Sorlis received $1 million in seed funding, split evenly from the Takwin 2 fund and a grant from the government’s Israel Innovation Authority. Geraisy said the company will seek to obtain FDA approval for the device and raise $5 million in a Series A financing round led by Takwin.
Headquartered in the northern port city of Haifa, Takwin has provided 13 early-stage startups with a combination of funding, office space, research assistance, and connections to professional networks, Itzik Frid, Takwin’s CEO and managing partner, told The Circuit.

“We started with a social mission but we always said it is a return-based fund,” Frid said. “We are looking to make tons of money for our entrepreneurs and investors because we believe only by making huge returns will we entice young folks in the Arab sector to go into high tech – the same way it happened in [Israel’s] Jewish sector.”

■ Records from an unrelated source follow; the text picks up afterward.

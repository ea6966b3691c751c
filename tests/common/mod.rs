//! Common test utilities and data generators.

#![allow(dead_code)]

use faer::{Col, Mat};
use goalglm::data::{simulate_poisson_response, uniform_design};
use rand::rngs::StdRng;
use rand::SeedableRng;

/// Draw x ~ U(-2, 2) and y ~ Poisson(exp(beta0 + beta1 * x)).
pub fn generate_poisson_data(n_samples: usize, beta0: f64, beta1: f64, seed: u64) -> (Mat<f64>, Col<f64>) {
    let mut rng = StdRng::seed_from_u64(seed);
    let x = uniform_design(n_samples, -2.0, 2.0, &mut rng).unwrap();
    let y = simulate_poisson_response(&x, &[beta0, beta1], true, &mut rng).unwrap();
    (x, y)
}

/// Exact means y = exp(beta0 + beta1 * x) on an even grid of x in [0, 10).
pub fn generate_noiseless_data(n_samples: usize, beta0: f64, beta1: f64) -> (Mat<f64>, Col<f64>) {
    let x = Mat::from_fn(n_samples, 1, |i, _| 10.0 * i as f64 / n_samples as f64);
    let y = Col::from_fn(n_samples, |i| (beta0 + beta1 * x[(i, 0)]).exp());
    (x, y)
}

/// Two covariates where the second is twice the first.
pub fn generate_collinear_data(n_samples: usize) -> (Mat<f64>, Col<f64>) {
    let x = Mat::from_fn(n_samples, 2, |i, j| (j + 1) as f64 * (i % 7) as f64);
    let y = Col::from_fn(n_samples, |i| ((i * 3) % 5) as f64);
    (x, y)
}

/// Group indicator design with counts whose group means are 2 and 5.
///
/// The MLE is available in closed form: β₀ = ln 2, β₁ = ln(5/2).
pub fn generate_two_group_data() -> (Mat<f64>, Col<f64>) {
    let counts = [1.0, 2.0, 3.0, 0.0, 4.0, 3.0, 5.0, 4.0, 6.0, 7.0];
    let x = Mat::from_fn(10, 1, |i, _| if i < 5 { 0.0 } else { 1.0 });
    let y = Col::from_fn(10, |i| counts[i]);
    (x, y)
}

/// The ten-count sample used for intercept-only checks (mean 1.6).
pub fn intercept_only_counts() -> Col<f64> {
    let counts = [0.0, 1.0, 2.0, 1.0, 3.0, 0.0, 2.0, 4.0, 1.0, 2.0];
    Col::from_fn(10, |i| counts[i])
}

/// log(k!) by direct summation.
pub fn ln_factorial(k: u64) -> f64 {
    (2..=k).map(|i| (i as f64).ln()).sum()
}

/// Check if two floats are approximately equal.
pub fn approx_eq(a: f64, b: f64, epsilon: f64) -> bool {
    (a - b).abs() < epsilon
}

Among Takwin’s other portfolio companies, Imagry makes software to guide self-driving vehicles without maps, SeismicAI makes an early warning system for earthquakes and Myndlift allows therapists to give patients guided neurofeedback remotely.

Arab business leaders in Israel saw themselves as a natural link to the broader Middle East market after the 2020 Abraham Accords that sought to normalize relations with the UAE, Bahrain, Morocco and Sudan. Among the showcased speakers at Saudi Arabia’s Future Investment Initiative conference in 2022 was Samer Haj-Yehia, then Chairman of Israel’s Bank Leumi, the country’s largest lender, now Chairman of the Strategic Advisory Board at Israel’s Vintage Investment Partners.

The Takwin office is a favorite showpiece for diplomats seeking examples of brighter prospects amid the gloom of the Middle East conflict. U.S. Ambassador Jack Lew posted photos on X after his visit to Takwin in February, hailing the “amazing joint contributions of Arab and Jewish business partnerships in Israel.” 

Fadi Swidan, Takwin’s Vice President of Marketing and Business Development, said basing the firm in Haifa makes it more accessible to Israel’s Arab citizens who mostly live in the north, but makes it more remote from the center of VC gravity in Tel Aviv and Herzliya.

“That is why we needed a dedicated fund to give them a starting point, to give them access to smart money and good access to networks,” Swidan said.

Frid notes that venture capital has dried up over the past two years from Silicon Valley to Tel Aviv, making Takwin’s challenge even greater. Aiming to raise $80 million in 2022 for its Takwin 2 fund, the firm has had to lower its goal to $30 million since the Gaza war.

“If fundraising is an issue for all Israeli companies,” Frid said, “it is ten times worse for Arab-Israeli companies.”